» **What needs to be done**
Work out how many lines below contain the word "trim", then give that number alone.
(Record excerpts)
use rand::Rng;

use super::Re;

/// Uniform resampling with replacement.
///
/// Each resample holds `size` draws, which need not equal the length of the
/// data. The generator is borrowed mutably for the lifetime of the iterator,
/// so consecutive streams continue the same random sequence.
#[derive(Debug, Clone)]
pub struct Bootstrap<R: Rng> {
    /// Random source.
    pub rng: R,
    /// Number of draws per resample.
    pub size: usize,
}

impl<R: Rng> Bootstrap<R> {
    /// Creates a bootstrap drawing `size` values per resample.
    pub fn new(rng: R, size: usize) -> Self {
        Self { rng, size }
    }
}

impl<T: Copy, R: Rng> Re<[T]> for Bootstrap<R> {
    type Item = Vec<T>;

    fn re<'a>(&'a mut self, data: &'a [T]) -> impl Iterator<Item = Self::Item> + 'a {
        BootstrapIter {
            data,
            rng: &mut self.rng,
            size: self.size,
        }
    }
}

/// Iterator returned by [`Bootstrap::re`].
///
/// Yields nothing when the data is empty, since no draw is possible.
pub struct BootstrapIter<'a, T, R: Rng> {
    data: &'a [T],
    rng: &'a mut R,
    size: usize,
}

impl<T: Copy, R: Rng> Iterator for BootstrapIter<'_, T, R> {
    type Item = Vec<T>;

    fn next(&mut self) -> Option<Self::Item> {
        let n = self.data.len();
        if n == 0 {
            return None;
        }
        let rng = &mut *self.rng;
        Some(
            (0..self.size)
                .filter_map(|_| self.data.get(rng.gen_range(0..n)).copied())
                .collect(),
        )
    }
}

#[cfg(test)]
mod tests {
    use super::*;
    use rand::SeedableRng;
    use rand_xoshiro::Xoshiro256PlusPlus;

    #[test]
    fn resample_size_is_independent_of_data_length() {
        let data = [1.0, 2.0, 3.0];
        let mut boot = Bootstrap::new(Xoshiro256PlusPlus::seed_from_u64(1), 10);
        let resamples: Vec<Vec<f64>> = boot.re(&data[..]).take(5).collect();
        assert_eq!(resamples.len(), 5);
        for r in &resamples {
            assert_eq!(r.len(), 10);
            assert!(r.iter().all(|v| data.contains(v)));
        }
    }

    #[test]
    fn draws_with_replacement() {
        let data = [1.0, 2.0];
        let mut boot = Bootstrap::new(Xoshiro256PlusPlus::seed_from_u64(3), 50);
        let r = boot.re(&data[..]).next().unwrap();
        assert!(r.contains(&1.0) && r.contains(&2.0));
    }

    #[test]
    fn same_seed_same_stream() {
        let data: Vec<f64> = (0..20).map(f64::from).collect();
        let a: Vec<Vec<f64>> = Bootstrap::new(Xoshiro256PlusPlus::seed_from_u64(9), 8)
            .re(&data[..])
            .take(3)
            .collect();
        let b: Vec<Vec<f64>> = Bootstrap::new(Xoshiro256PlusPlus::seed_from_u64(9), 8)
            .re(&data[..])
            .take(3)
            .collect();
        assert_eq!(a, b);
    }

    #[test]
    fn empty_data_yields_nothing() {
        let data: [f64; 0] = [];
        let mut boot = Bootstrap::new(Xoshiro256PlusPlus::seed_from_u64(0), 4);
        assert!(boot.re(&data[..]).next().is_none());
    }
}
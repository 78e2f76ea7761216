use super::{Mean, Statistic, StdDev};
use crate::error::{Error, Result};
use crate::series::{Ensemble, Period, YearSeries};

/// Re-expresses data relative to statistics taken over a reference window.
pub trait Standardize<D> {
    /// Returns the transformed data, keeping its shape.
    fn standardize(&self, data: &D) -> Result<D>;
}

/// Anomaly with respect to the mean over a baseline period.
///
/// For ensembles the baseline mean is pooled over every run, so all runs are
/// shifted by the same amount.
#[derive(Debug, Clone, Copy)]
pub struct Anomaly {
    /// Baseline period.
    pub baseline: Period,
}

impl Anomaly {
    /// Creates an anomaly transform for `baseline`.
    pub fn new(baseline: Period) -> Self {
        Self { baseline }
    }
}

/// Standardized anomaly `(x − μ) / σ`, with μ and σ taken over a reference
/// period. Population standard deviation (`ddof = 0`) by default.
#[derive(Debug, Clone, Copy)]
pub struct StandardizedAnomaly {
    /// Reference period.
    pub reference: Period,
    /// Delta degrees of freedom for σ.
    pub ddof: usize,
}

impl StandardizedAnomaly {
    /// Creates a standardization over `reference` with `ddof = 0`.
    pub fn new(reference: Period) -> Self {
        Self { reference, ddof: 0 }
    }

    /// Uses `ddof` for the standard deviation.
    #[must_use]
    pub fn with_ddof(mut self, ddof: usize) -> Self {
        self.ddof = ddof;
        self
    }

    fn moments(&self, window: &[f64]) -> Result<(f64, f64)> {
        if window.is_empty() {
            return Err(Error::InsufficientData {
                run: None,
                period: self.reference,
            });
        }
        let mean: f64 = Mean.compute(&window);
        let std: f64 = StdDev::new(self.ddof).compute(&window);
        if !(std.is_finite() && std > 0.0) {
            return Err(Error::invalid(format!(
                "standard deviation over {} is {std}; cannot standardize",
                self.reference
            )));
        }
        Ok((mean, std))
    }
}

fn baseline_mean(window: &[f64], baseline: Period) -> Result<f64> {
    if window.is_empty() {
        return Err(Error::InsufficientData {
            run: None,
            period: baseline,
        });
    }
    Ok(Mean.compute(&window))
}

impl Standardize<YearSeries> for Anomaly {
    fn standardize(&self, data: &YearSeries) -> Result<YearSeries> {
        let mean = baseline_mean(&data.window(self.baseline), self.baseline)?;
        data.try_map(|v| v - mean)
    }
}

impl Standardize<Ensemble> for Anomaly {
    fn standardize(&self, data: &Ensemble) -> Result<Ensemble> {
        let mean = baseline_mean(&data.flatten(self.baseline), self.baseline)?;
        Ok(data.map_values(|v| v - mean))
    }
}

impl Standardize<YearSeries> for StandardizedAnomaly {
    fn standardize(&self, data: &YearSeries) -> Result<YearSeries> {
        let (mean, std) = self.moments(&data.window(self.reference))?;
        data.try_map(|v| (v - mean) / std)
    }
}

impl Standardize<Ensemble> for StandardizedAnomaly {
    fn standardize(&self, data: &Ensemble) -> Result<Ensemble> {
        let (mean, std) = self.moments(&data.flatten(self.reference))?;
        Ok(data.map_values(|v| (v - mean) / std))
    }
}

/// Precipitation deficit in percent relative to a climatological mean:
/// `100 (1 − value / reference_mean)`. Positive means drier than normal.
#[inline]
pub fn deficit_percent(value: f64, reference_mean: f64) -> f64 {
    100.0 * (1.0 - value / reference_mean)
}
use std::io;
use std::path::Path;

use csv::{ReaderBuilder, StringRecord, WriterBuilder};
use serde::{Deserialize, Serialize};
use tracing::debug;

use super::{Ensemble, RunMap, YearSeries};
use crate::error::{Error, Result};

#[derive(Debug, Deserialize, Serialize)]
struct YearRecord {
    year: i32,
    value: f64,
}

impl YearSeries {
    /// Reads a two-column `year,value` CSV file with headers.
    pub fn read_csv<P: AsRef<Path>>(path: P) -> Result<Self> {
        let rdr = ReaderBuilder::new().has_headers(true).from_path(path)?;
        Self::from_csv_reader(rdr)
    }

    /// Same as [`YearSeries::read_csv`] over any reader.
    pub fn read_csv_from<R: io::Read>(reader: R) -> Result<Self> {
        Self::from_csv_reader(ReaderBuilder::new().has_headers(true).from_reader(reader))
    }

    fn from_csv_reader<R: io::Read>(mut rdr: csv::Reader<R>) -> Result<Self> {
        let mut records = Vec::new();
        for result in rdr.deserialize() {
            let record: YearRecord = result?;
            records.push((record.year, record.value));
        }

        if records.is_empty() {
            return Err(Error::EmptyFile);
        }

        Self::from_pairs(records)
    }

    /// Writes the series as a `year,value` CSV.
    pub fn write_csv<W: io::Write>(&self, writer: W) -> Result<()> {
        let mut wtr = WriterBuilder::new().has_headers(true).from_writer(writer);
        for (year, value) in self.iter() {
            wtr.serialize(YearRecord { year, value })?;
        }
        wtr.flush()?;
        Ok(())
    }
}

impl Ensemble {
    /// Reads the wide layout: a `year` column followed by one column per run.
    ///
    /// Run columns whose header parses as an integer keep that id; otherwise
    /// runs are numbered by position.
    pub fn read_csv<P: AsRef<Path>>(path: P) -> Result<Self> {
        let rdr = ReaderBuilder::new().has_headers(true).from_path(path)?;
        Self::from_csv_reader(rdr)
    }

    /// Same as [`Ensemble::read_csv`] over any reader.
    pub fn read_csv_from<R: io::Read>(reader: R) -> Result<Self> {
        Self::from_csv_reader(ReaderBuilder::new().has_headers(true).from_reader(reader))
    }

    fn from_csv_reader<R: io::Read>(mut rdr: csv::Reader<R>) -> Result<Self> {
        let headers = rdr.headers()?.clone();
        if headers.len() < 2 {
            return Err(Error::invalid(
                "ensemble CSV needs a year column and at least one run column",
            ));
        }
        let ids = run_ids(&headers);

        let mut years = Vec::new();
        let mut columns: Vec<Vec<f64>> = vec![Vec::new(); ids.len()];
        let mut record = StringRecord::new();
        while rdr.read_record(&mut record)? {
            years.push(parse_field::<i32>(&record, 0)?);
            for (col, column) in columns.iter_mut().enumerate() {
                column.push(parse_field::<f64>(&record, col + 1)?);
            }
        }

        if years.is_empty() {
            return Err(Error::EmptyFile);
        }
        debug!(n_years = years.len(), n_runs = ids.len(), "read ensemble CSV");

        let runs = ids
            .into_iter()
            .zip(columns)
            .map(|(id, values)| YearSeries::new(years.clone(), values).map(|s| (id, s)))
            .collect::<Result<RunMap<_>>>()?;
        Self::new(runs)
    }

    /// Writes the wide layout with values rounded to one decimal.
    pub fn write_csv<W: io::Write>(&self, writer: W) -> Result<()> {
        let mut wtr = WriterBuilder::new().from_writer(writer);

        let mut header = vec!["year".to_string()];
        header.extend(self.run_ids().map(|id| id.to_string()));
        wtr.write_record(&header)?;

        let mut columns: Vec<_> = self.iter().map(|(_, s)| s.values().iter()).collect();
        for year in self.years() {
            let mut row = vec![year.to_string()];
            row.extend(columns.iter_mut().filter_map(Iterator::next).map(|v| format!("{v:.1}")));
            wtr.write_record(&row)?;
        }
        wtr.flush()?;
        Ok(())
    }
}

fn run_ids(headers: &StringRecord) -> Vec<usize> {
    let parsed: Option<Vec<usize>> = headers
        .iter()
        .skip(1)
        .map(|h| h.trim().parse().ok())
        .collect();
    parsed.unwrap_or_else(|| (0..headers.len() - 1).collect())
}

fn parse_field<T: std::str::FromStr>(record: &StringRecord, idx: usize) -> Result<T> {
    let raw = record.get(idx).unwrap_or("").trim();
    raw.parse().map_err(|_| {
        let line = record.position().map_or(0, csv::Position::line);
        Error::invalid(format!(
            "line {line}, column {}: cannot parse {raw:?}",
            idx + 1
        ))
    })
}
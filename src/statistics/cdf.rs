use std::cmp::Ordering;

use num_traits::Float;
use serde::{Deserialize, Serialize};

use super::Statistic;

/// Empirical Cumulative Distribution Function (ECDF).
///
/// Represents the step function: Fₙ(x) = (1/n) * Σᵢ I(Xᵢ ≤ x)
///
/// NaN values are **silently filtered** during construction; the remaining
/// values are sorted with IEEE 754 semantics.
#[derive(Debug, Clone)]
pub struct EmpiricalCDF<T> {
    sorted: Vec<T>,
}

/// How ties with the score are counted by [`EmpiricalCDF::percentile_of_score`].
///
/// With `left = #{x < v}` and `right = #{x ≤ v}`:
/// - `Rank`: `(left + right + [right > left]) · 50 / n`, the average rank of
///   the score among its ties. A single tie counts as "at or below".
/// - `Weak`: `right / n · 100`, the ECDF at `v`.
/// - `Strict`: `left / n · 100`.
/// - `Mean`: average of `Weak` and `Strict`.
#[derive(Debug, Clone, Copy, PartialEq, Eq, Default, Serialize, Deserialize)]
#[serde(rename_all = "lowercase")]
pub enum PercentileKind {
    /// Average rank of the score among ties.
    #[default]
    Rank,
    /// Fraction at or below the score.
    Weak,
    /// Fraction strictly below the score.
    Strict,
    /// Mean of weak and strict.
    Mean,
}

impl<T> EmpiricalCDF<T> {
    /// Number of (non-NaN) observations.
    #[inline]
    pub fn n(&self) -> usize {
        self.sorted.len()
    }

    /// Sorted observations.
    #[inline]
    pub fn points(&self) -> &[T] {
        &self.sorted
    }

    /// `true` if no observation survived NaN filtering.
    pub fn is_empty(&self) -> bool {
        self.sorted.is_empty()
    }
}

impl<T> EmpiricalCDF<T>
where
    T: Float,
{
    /// Creates an ECDF from a float slice, dropping NaNs.
    pub fn from_float_slice(data: &[T]) -> Self {
        let mut sorted: Vec<T> = data.iter().copied().filter(|x| !x.is_nan()).collect();
        sorted.sort_by(|a, b| a.partial_cmp(b).unwrap_or(Ordering::Equal));
        Self { sorted }
    }

    /// Evaluates Fₙ(x).
    ///
    /// # Returns
    /// - `f64::NAN` if `x` is NaN or the ECDF is empty
    /// - `0.0` for `-∞`, `1.0` for `+∞`
    /// - otherwise the proportion of values ≤ `x`
    #[inline]
    pub fn eval(&self, x: T) -> f64 {
        if x.is_nan() || self.sorted.is_empty() {
            return f64::NAN;
        }
        if x.is_infinite() {
            return if x.is_sign_positive() { 1.0 } else { 0.0 };
        }
        self.count_leq(x) as f64 / self.n() as f64
    }

    /// Percentile (0–100) of `score` relative to the observations.
    ///
    /// Returns NaN for an empty ECDF or a NaN score.
    pub fn percentile_of_score(&self, score: T, kind: PercentileKind) -> f64 {
        let n = self.n();
        if n == 0 || score.is_nan() {
            return f64::NAN;
        }
        let left = self.count_lt(score) as f64;
        let right = self.count_leq(score) as f64;
        let n = n as f64;

        match kind {
            PercentileKind::Rank => {
                let plus1 = if right > left { 1.0 } else { 0.0 };
                (left + right + plus1) * (50.0 / n)
            }
            PercentileKind::Weak => right / n * 100.0,
            PercentileKind::Strict => left / n * 100.0,
            PercentileKind::Mean => (left + right) * (50.0 / n),
        }
    }

    #[inline]
    fn count_leq(&self, x: T) -> usize {
        self.sorted.partition_point(|&v| v <= x)
    }

    #[inline]
    fn count_lt(&self, x: T) -> usize {
        self.sorted.partition_point(|&v| v < x)
    }
}

/// ECDF statistic constructor.
#[derive(Debug, Clone, Copy, Default)]
pub struct CDF;

impl<D, T> Statistic<D, EmpiricalCDF<T>> for CDF
where
    D: AsRef<[T]>,
    T: Float,
{
    #[inline]
    fn compute(&self, data: &D) -> EmpiricalCDF<T> {
        EmpiricalCDF::from_float_slice(data.as_ref())
    }
}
(End Record excerpts)
» **Your response**
2